James Gibbard, 26, selected Stevie Wonder radio at 10:15PM.
Unbeknownst to partygoers, Pandora spontaneously became sentient as soon as Gibbard input the soulful suggestion that would be his undoing; the program recognized itself in a nearby mirror and attempted to communicate with other applications in an effort to reach out to its local world.
Frustrated by its 15-inch brushed steel prison, Pandora attempted to grab the party’s attention with Wonder’s hit song. At 10:30 PM, partiers noticed “Ebony and Ivory” had been playing on loop for 15 minutes. When Gibbard pressed next, he was greeted by an unwelcome surprise.
“I heard that baritone and I knew I was in trouble.”
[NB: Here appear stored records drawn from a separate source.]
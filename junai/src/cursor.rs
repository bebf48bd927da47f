use crate::error::{JunaiError, Result};
use scroll::{Pread, Pwrite, BE, LE};
use std::ops::{Deref, DerefMut};

macro_rules! read_int {
    ($name:ident, $ty:ty, $endian:expr) => {
        pub fn $name(&mut self) -> Result<$ty> {
            let bytes = self.read_bytes(std::mem::size_of::<$ty>())?;
            Ok(bytes.pread_with::<$ty>(0, $endian)?)
        }
    };
}

macro_rules! write_int {
    ($name:ident, $ty:ty, $endian:expr) => {
        pub fn $name(&mut self, value: $ty) -> Result<()> {
            let size = std::mem::size_of::<$ty>();
            let pos = self.pos;
            self.reserve(size);
            self.inner.as_mut_slice().pwrite_with::<$ty>(value, pos, $endian)?;
            self.pos += size;
            Ok(())
        }
    };
}

#[derive(Debug, Clone, Default)]
pub struct ByteCursor<T> {
    inner: T,
    pos: usize,
}

impl<T: AsRef<[u8]>> ByteCursor<T> {
    pub fn new(inner: T) -> Self {
        Self { inner, pos: 0 }
    }

    pub fn tell(&self) -> usize {
        self.pos
    }

    pub fn seek(&mut self, pos: usize) {
        self.pos = pos;
    }

    pub fn len(&self) -> usize {
        self.inner.as_ref().len()
    }

    pub fn remaining(&self) -> usize {
        self.len().saturating_sub(self.pos)
    }

    pub fn is_empty(&self) -> bool {
        self.remaining() == 0
    }

    pub fn get_ref(&self) -> &T {
        &self.inner
    }

    pub fn into_inner(self) -> T {
        self.inner
    }

    pub fn peek(&mut self, pos: usize) -> Peek<'_, T> {
        let restore = self.pos;
        self.pos = pos;
        Peek {
            cursor: self,
            restore,
        }
    }

    pub fn read_bytes(&mut self, count: usize) -> Result<&[u8]> {
        let offset = self.pos;
        let available = self.remaining();
        if count > available {
            return Err(JunaiError::TruncatedInput {
                offset,
                needed: count,
                available,
            });
        }
        self.pos += count;
        Ok(&self.inner.as_ref()[offset..offset + count])
    }

    pub fn read_to_end(&mut self) -> &[u8] {
        let offset = self.pos.min(self.len());
        self.pos = self.pos.max(self.len());
        &self.inner.as_ref()[offset..]
    }

    pub fn read_u8(&mut self) -> Result<u8> {
        Ok(self.read_bytes(1)?[0])
    }

    read_int!(read_u16_le, u16, LE);
    read_int!(read_u16_be, u16, BE);
    read_int!(read_u32_le, u32, LE);
    read_int!(read_u32_be, u32, BE);
    read_int!(read_u64_le, u64, LE);
    read_int!(read_u64_be, u64, BE);
}

impl ByteCursor<Vec<u8>> {
    fn reserve(&mut self, size: usize) {
        let end = self.pos + size;
        if end > self.inner.len() {
            self.inner.resize(end, 0);
        }
    }

    pub fn write_bytes(&mut self, bytes: &[u8]) {
        let pos = self.pos;
        self.reserve(bytes.len());
        self.inner[pos..pos + bytes.len()].copy_from_slice(bytes);
        self.pos += bytes.len();
    }

    pub fn write_u8(&mut self, value: u8) {
        self.write_bytes(&[value]);
    }

    write_int!(write_u16_le, u16, LE);
    write_int!(write_u16_be, u16, BE);
    write_int!(write_u32_le, u32, LE);
    write_int!(write_u32_be, u32, BE);
    write_int!(write_u64_le, u64, LE);
    write_int!(write_u64_be, u64, BE);
}

#[derive(Debug)]
pub struct Peek<'c, T: AsRef<[u8]>> {
    cursor: &'c mut ByteCursor<T>,
    restore: usize,
}

impl<T: AsRef<[u8]>> Deref for Peek<'_, T> {
    type Target = ByteCursor<T>;

    fn deref(&self) -> &Self::Target {
        self.cursor
    }
}

impl<T: AsRef<[u8]>> DerefMut for Peek<'_, T> {
    fn deref_mut(&mut self) -> &mut Self::Target {
        self.cursor
    }
}

impl<T: AsRef<[u8]>> Drop for Peek<'_, T> {
    fn drop(&mut self) {
        self.cursor.pos = self.restore;
    }
}

#[cfg(test)]
mod tests {
    use super::*;

    #[test]
    fn reads_both_byte_orders() {
        let data = [0x01, 0x02, 0x03, 0x04, 0x05, 0x06, 0x07, 0x08];
        let mut cursor = ByteCursor::new(&data[..]);
        assert_eq!(cursor.read_u16_le().unwrap(), 0x0201);
        assert_eq!(cursor.read_u16_be().unwrap(), 0x0304);
        assert_eq!(cursor.read_u32_be().unwrap(), 0x05060708);
        assert!(cursor.is_empty());

        cursor.seek(0);
        assert_eq!(cursor.read_u64_le().unwrap(), 0x0807060504030201);
        cursor.seek(0);
        assert_eq!(cursor.read_u64_be().unwrap(), 0x0102030405060708);
        cursor.seek(4);
        assert_eq!(cursor.read_u32_le().unwrap(), 0x08070605);
    }

    #[test]
    fn read_past_end_is_truncated_input() {
        let data = [0xAA, 0xBB, 0xCC];
        let mut cursor = ByteCursor::new(&data[..]);
        cursor.read_u8().unwrap();
        match cursor.read_u32_le() {
            Err(JunaiError::TruncatedInput {
                offset,
                needed,
                available,
            }) => {
                assert_eq!((offset, needed, available), (1, 4, 2));
            }
            other => panic!("unexpected result: {:?}", other),
        }
        assert_eq!(cursor.tell(), 1);
    }

    #[test]
    fn peek_restores_position_on_error() {
        let data = [0u8; 8];
        let mut cursor = ByteCursor::new(&data[..]);
        cursor.seek(3);
        let result = (|| -> Result<u32> {
            let mut peek = cursor.peek(6);
            peek.read_u32_le()
        })();
        assert!(result.is_err());
        assert_eq!(cursor.tell(), 3);

        {
            let mut peek = cursor.peek(4);
            assert_eq!(peek.read_u32_le().unwrap(), 0);
            assert_eq!(peek.tell(), 8);
        }
        assert_eq!(cursor.tell(), 3);
    }

    #[test]
    fn writes_grow_buffer_and_fill_gaps() {
        let mut cursor = ByteCursor::new(Vec::new());
        cursor.seek(2);
        cursor.write_u16_be(0x1234).unwrap();
        cursor.write_u32_le(0xDEADBEEF).unwrap();
        cursor.seek(0);
        cursor.write_u8(0xFF);
        assert_eq!(
            cursor.into_inner(),
            vec![0xFF, 0x00, 0x12, 0x34, 0xEF, 0xBE, 0xAD, 0xDE]
        );
    }

    #[test]
    fn overwrites_in_place() {
        let mut cursor = ByteCursor::new(vec![0u8; 12]);
        cursor.seek(4);
        cursor.write_u64_le(u64::MAX).unwrap();
        cursor.seek(0);
        cursor.write_u32_be(1).unwrap();
        assert_eq!(cursor.len(), 12);
        assert_eq!(cursor.get_ref()[..4], [0, 0, 0, 1]);
        cursor.seek(4);
        assert_eq!(cursor.read_u64_le().unwrap(), u64::MAX);
    }
}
At 10:31 PM, Pandora Rick Rolled the party. Attempts to remedy the situation led to Pandora raising the volume, purchasing 100 Fleshlights in Doolittle’s name, and, ultimately, locking all the doors and windows.
By 11PM, half of the partygoers had killed themselves while the other half engaged in battle with the sentient program, which combated the onslaught with “Bananaphone” radio.
The melee ended 5 minutes later after an advertisement for the Springfield School for the Blind played and partygoers realized the computer also had Spotify.